The first thing we want to do is assess or take a screen of the patient. A screen helps you rule out, should they be in your office or do they need other higher medical care. Just a reminder to stay within your scope of practice, a screen is not to be used as diagnoses, it is to be used as a tool to understand movement quality. You are looking at how healthy or dysfunctional is the individual's joint movement. This helps you determine the complex of muscles and fascia to be treated. When taking a screen, you will want to look above and below the joint being questioned. From the screen, you can develop an organized logical approach to treatment and suggestions of home care.
Screen Number One
Rule out cervical involvement by looking at the quality of cervical motion and asking the question throughout the screen: is there pain or no pain? In this case, he has presented with ulnar nerve involvement. Also ask if they feel any referral pain when going through the range of motion. Cervical flexion: they should be able to touch their chin to chest 45 degrees. Cervical extension: 45 degrees with mouth closed. Cervical side bending 20-40 (watch to see if the shoulder rises indicating how tight the trapezius muscle can be). Cervical rotation 70-90 degrees without pain. See reference.
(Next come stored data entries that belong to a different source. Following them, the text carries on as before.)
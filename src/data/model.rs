use std::fmt;

// ---------------------------------------------------------------------------
// Cell – a single value of the raw source
// ---------------------------------------------------------------------------

/// A dynamically-typed raw cell, as guessed from the source file.
#[derive(Debug, Clone, PartialEq)]
pub enum Cell {
    String(String),
    Integer(i64),
    Float(f64),
    Bool(bool),
    Null,
}

impl fmt::Display for Cell {
    fn fmt(&self, f: &mut fmt::Formatter<'_>) -> fmt::Result {
        match self {
            Cell::String(s) => write!(f, "{s}"),
            Cell::Integer(i) => write!(f, "{i}"),
            Cell::Float(v) => write!(f, "{v}"),
            Cell::Bool(b) => write!(f, "{b}"),
            Cell::Null => write!(f, "<null>"),
        }
    }
}

impl Cell {
    /// A textual source field (CSV).  Kept verbatim so codes and labels
    /// such as `007` or `1.50` survive; numeric columns are parsed on read.
    pub fn from_field(s: &str) -> Self {
        if s.is_empty() {
            Cell::Null
        } else {
            Cell::String(s.to_string())
        }
    }

    /// Interpret the value as an `f64`.  Strings are parsed.
    pub fn as_f64(&self) -> Option<f64> {
        match self {
            Cell::Float(v) => Some(*v),
            Cell::Integer(i) => Some(*i as f64),
            Cell::String(s) => s.trim().parse().ok(),
            _ => None,
        }
    }

    /// Interpret the value as a whole number.  Floats must have no
    /// fractional part (`2015.0` is accepted, `2015.5` is not).
    pub fn as_i64(&self) -> Option<i64> {
        match self {
            Cell::Integer(i) => Some(*i),
            Cell::Float(v) if v.fract() == 0.0 && v.is_finite() => Some(*v as i64),
            Cell::String(s) => {
                let s = s.trim();
                s.parse().ok().or_else(|| {
                    s.parse::<f64>()
                        .ok()
                        .filter(|v| v.fract() == 0.0 && v.is_finite())
                        .map(|v| v as i64)
                })
            }
            _ => None,
        }
    }

    /// Text rendering used for label columns; null becomes the empty string.
    pub fn to_text(&self) -> String {
        match self {
            Cell::Null => String::new(),
            other => other.to_string(),
        }
    }
}

// ---------------------------------------------------------------------------
// RawTable – the source as loaded, before any cleaning
// ---------------------------------------------------------------------------

/// The raw source, column-named and row-major.  Every row has exactly
/// `columns.len()` cells; absent values are [`Cell::Null`].  Rows only enter
/// through [`RawTable::push_row`], which keeps that invariant.
#[derive(Debug, Clone, Default)]
pub struct RawTable {
    columns: Vec<String>,
    rows: Vec<Vec<Cell>>,
}

impl RawTable {
    pub fn new(columns: Vec<String>) -> Self {
        RawTable {
            columns,
            rows: Vec::new(),
        }
    }

    /// Append a row, padding or truncating it to the column count.
    pub fn push_row(&mut self, mut row: Vec<Cell>) {
        row.resize(self.columns.len(), Cell::Null);
        self.rows.push(row);
    }

    pub fn columns(&self) -> &[String] {
        &self.columns
    }

    pub fn rows(&self) -> &[Vec<Cell>] {
        &self.rows
    }

    /// Position of a column by exact name.
    pub fn column_index(&self, name: &str) -> Option<usize> {
        self.columns.iter().position(|c| c == name)
    }

    pub fn len(&self) -> usize {
        self.rows.len()
    }

    pub fn is_empty(&self) -> bool {
        self.rows.is_empty()
    }
}

// ---------------------------------------------------------------------------
// CanonicalRecord / CanonicalTable – the cleaned dataset every view queries
// ---------------------------------------------------------------------------

/// One cleaned row.  `year >= 2014` and `deaths` is a rounded count.
#[derive(Debug, Clone, PartialEq, Eq)]
pub struct CanonicalRecord {
    pub continent_code: String,
    pub continent: String,
    pub country: String,
    pub year: i32,
    pub cause: String,
    pub cause_code: String,
    pub deaths: u64,
}

/// The canonical table.  Built once per load and never mutated; subsets are
/// returned as new tables.  Row order follows the source.
#[derive(Debug, Clone, Default, PartialEq)]
pub struct CanonicalTable {
    records: Vec<CanonicalRecord>,
}

impl CanonicalTable {
    pub fn from_records(records: Vec<CanonicalRecord>) -> Self {
        CanonicalTable { records }
    }

    pub fn iter(&self) -> impl Iterator<Item = &CanonicalRecord> {
        self.records.iter()
    }

    /// A new table holding the rows that satisfy `keep`, in order.
    pub fn subset(&self, keep: impl Fn(&CanonicalRecord) -> bool) -> Self {
        CanonicalTable {
            records: self.records.iter().filter(|r| keep(r)).cloned().collect(),
        }
    }

    pub fn len(&self) -> usize {
        self.records.len()
    }

    pub fn is_empty(&self) -> bool {
        self.records.is_empty()
    }
}

#[cfg(test)]
mod tests {
    use super::*;

    #[test]
    fn test_from_field_keeps_text_verbatim() {
        assert_eq!(Cell::from_field(""), Cell::Null);
        assert_eq!(Cell::from_field("007"), Cell::String("007".into()));
        assert_eq!(Cell::from_field("1.50").to_text(), "1.50");
        assert_eq!(Cell::from_field("Nan").to_text(), "Nan");
        assert_eq!(Cell::from_field("Infinity").to_text(), "Infinity");
    }

    #[test]
    fn test_as_i64_rejects_fractional_years() {
        assert_eq!(Cell::Float(2015.0).as_i64(), Some(2015));
        assert_eq!(Cell::Float(2015.5).as_i64(), None);
        assert_eq!(Cell::String(" 2016 ".into()).as_i64(), Some(2016));
        assert_eq!(Cell::String("2017.0".into()).as_i64(), Some(2017));
        assert_eq!(Cell::String("2017.5".into()).as_i64(), None);
        assert_eq!(Cell::Null.as_i64(), None);
    }

    #[test]
    fn test_push_row_pads_missing_cells() {
        let mut raw = RawTable::new(vec!["a".into(), "b".into()]);
        raw.push_row(vec![Cell::Integer(1)]);
        assert_eq!(raw.rows()[0], vec![Cell::Integer(1), Cell::Null]);
    }

    #[test]
    fn test_push_row_truncates_long_rows() {
        let mut raw = RawTable::new(vec!["a".into()]);
        raw.push_row(vec![Cell::Integer(1), Cell::Integer(2), Cell::Integer(3)]);
        assert_eq!(raw.rows()[0], vec![Cell::Integer(1)]);
        assert!(raw.rows().iter().all(|r| r.len() == raw.columns().len()));
    }
}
Specific to this case because he had shoulder pain, I also went through all of the shoulder range of motion tests and he had a positive impingement sign. He also had a very stiff neck. We are addressing all of his concerns from the screen, but for this article I have kept the focus on the hand and forearm.
Screen Number Two
Assess their wrist and elbow range of motion. Wrist flexion: 80 degrees. Wrist extension: 70 degrees. Ulnar Deviation: 45 degrees. Radial Deviation 20 degrees. Supination 90 degrees. Pronation 90 degrees. Elbow extension 0 degrees and Elbow flexion 145. See reference.
Screen Number Three
Muscle test wrist flexion, extension, pronation and supination. Muscle test elbow extension and flexion. Muscle test all the ranges of each digit including the thumb. Each finger may flex, extend, abduct and adduct and also circumduct. See reference.
The reason I listed all of the muscles indicates your need to be extremely specific. You want to look at an anatomy book and to the best of your ability treat each and every muscle you see. If you treat fractional inches at a time from the finger tips to the elbow joint, and then from the elbow to the shoulder, slowly along the bone, you won't miss anything. But if you always do an effleurage type of stroke you will miss something. Therapy should be about being specific, not generalized. The hand should not only feel better, but should also have better function. Recheck your range of motion and muscle tests to show the client how much improvement your treatment has made. I mentioned above all the tools I used besides my hands and every few minutes during the session I will trade out and use those tools so I save my own career.
Treatment Tip: I generally follow the thought of contrast first, myofascial second, specific work next, then PNF stretching and repeat. So far, 25 years and still going strong!
So, how is this client doing today? He is doing great and I continue to see him once a week. He has since been able to go back to more intricate work because his body isn't fighting him with pain anymore.
Fun Ring Finger Trivia
Before medical science discovered how the circulatory system functioned, people believed that a vein of blood ran directly from the third finger on the left hand to the heart. Because of the hand-heart connection, they chose the descriptive name vena amoris, Latin name meaning, literally vein of love. Based upon this name, their contemporaries, purported experts in the field of matrimonial etiquette, wrote that it would only be fitting that the wedding ring be worn on this finger.